**YOUR OBJECTIVE**
Up through the line that contains "impl RequestObserver for", retype the entries exactly, beginning at the very first line.

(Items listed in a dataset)
┌──
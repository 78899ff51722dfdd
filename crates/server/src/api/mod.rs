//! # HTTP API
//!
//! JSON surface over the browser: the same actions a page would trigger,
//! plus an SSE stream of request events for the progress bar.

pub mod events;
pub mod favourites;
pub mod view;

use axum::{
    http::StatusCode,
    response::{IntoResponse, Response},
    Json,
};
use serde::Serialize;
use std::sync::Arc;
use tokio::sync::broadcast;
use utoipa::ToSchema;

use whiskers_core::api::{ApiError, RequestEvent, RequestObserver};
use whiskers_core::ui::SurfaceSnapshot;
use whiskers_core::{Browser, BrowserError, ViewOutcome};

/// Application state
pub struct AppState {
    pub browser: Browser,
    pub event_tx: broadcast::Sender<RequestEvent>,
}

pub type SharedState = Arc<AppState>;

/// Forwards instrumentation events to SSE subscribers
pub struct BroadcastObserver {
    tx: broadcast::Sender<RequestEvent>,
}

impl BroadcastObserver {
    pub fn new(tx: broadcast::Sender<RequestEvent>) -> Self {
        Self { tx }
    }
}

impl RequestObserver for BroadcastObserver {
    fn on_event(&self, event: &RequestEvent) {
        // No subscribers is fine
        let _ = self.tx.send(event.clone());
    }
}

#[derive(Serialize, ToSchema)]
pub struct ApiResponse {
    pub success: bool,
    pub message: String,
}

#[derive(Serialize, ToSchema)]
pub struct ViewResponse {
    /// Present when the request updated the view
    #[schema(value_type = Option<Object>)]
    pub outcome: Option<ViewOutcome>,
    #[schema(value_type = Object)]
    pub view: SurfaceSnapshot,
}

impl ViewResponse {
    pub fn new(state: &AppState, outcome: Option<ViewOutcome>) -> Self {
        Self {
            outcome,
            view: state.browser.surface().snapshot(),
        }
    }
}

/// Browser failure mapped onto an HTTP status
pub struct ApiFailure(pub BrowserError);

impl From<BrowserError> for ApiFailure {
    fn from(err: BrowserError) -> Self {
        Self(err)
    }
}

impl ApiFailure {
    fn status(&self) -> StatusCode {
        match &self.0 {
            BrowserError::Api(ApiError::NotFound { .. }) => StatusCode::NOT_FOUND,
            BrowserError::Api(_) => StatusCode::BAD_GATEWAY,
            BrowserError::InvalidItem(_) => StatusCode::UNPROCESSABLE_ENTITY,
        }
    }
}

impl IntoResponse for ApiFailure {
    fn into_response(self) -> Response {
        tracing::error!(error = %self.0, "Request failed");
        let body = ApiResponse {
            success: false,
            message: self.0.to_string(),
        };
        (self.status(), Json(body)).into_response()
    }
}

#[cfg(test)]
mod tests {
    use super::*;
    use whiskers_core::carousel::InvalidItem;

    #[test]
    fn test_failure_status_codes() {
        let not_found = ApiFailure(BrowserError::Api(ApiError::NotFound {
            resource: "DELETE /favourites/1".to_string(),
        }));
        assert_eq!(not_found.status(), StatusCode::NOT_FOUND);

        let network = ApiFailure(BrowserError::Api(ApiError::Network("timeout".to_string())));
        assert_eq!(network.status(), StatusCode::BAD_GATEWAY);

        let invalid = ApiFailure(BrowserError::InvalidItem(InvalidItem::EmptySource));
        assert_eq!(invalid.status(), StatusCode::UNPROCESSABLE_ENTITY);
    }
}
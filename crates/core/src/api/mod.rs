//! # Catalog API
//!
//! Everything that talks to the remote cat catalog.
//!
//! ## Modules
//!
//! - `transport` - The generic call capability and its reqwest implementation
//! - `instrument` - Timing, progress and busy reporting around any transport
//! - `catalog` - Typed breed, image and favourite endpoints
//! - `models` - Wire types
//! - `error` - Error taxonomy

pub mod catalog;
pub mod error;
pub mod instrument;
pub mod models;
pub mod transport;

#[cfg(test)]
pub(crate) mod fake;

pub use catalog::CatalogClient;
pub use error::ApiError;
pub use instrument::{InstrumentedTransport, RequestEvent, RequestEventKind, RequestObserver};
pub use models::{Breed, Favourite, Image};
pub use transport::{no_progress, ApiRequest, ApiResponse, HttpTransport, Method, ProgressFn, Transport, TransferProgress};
└──
**OUTPUT BELOW**
repository 78899ff51722dfdd
filename crates/server/src/api/mod.rs
//! # HTTP API
//!
//! JSON surface over the browser: the same actions a page would trigger,
//! plus an SSE stream of request events for the progress bar.

pub mod events;
pub mod favourites;
pub mod view;

use axum::{
    http::StatusCode,
    response::{IntoResponse, Response},
    Json,
};
use serde::Serialize;
use std::sync::Arc;
use tokio::sync::broadcast;
use utoipa::ToSchema;

use whiskers_core::api::{ApiError, RequestEvent, RequestObserver};
use whiskers_core::ui::SurfaceSnapshot;
use whiskers_core::{Browser, BrowserError, ViewOutcome};

/// Application state
pub struct AppState {
    pub browser: Browser,
    pub event_tx: broadcast::Sender<RequestEvent>,
}

pub type SharedState = Arc<AppState>;

/// Forwards instrumentation events to SSE subscribers
pub struct BroadcastObserver {
    tx: broadcast::Sender<RequestEvent>,
}

impl BroadcastObserver {
    pub fn new(tx: broadcast::Sender<RequestEvent>) -> Self {
        Self { tx }
    }
}

impl RequestObserver for BroadcastObserver {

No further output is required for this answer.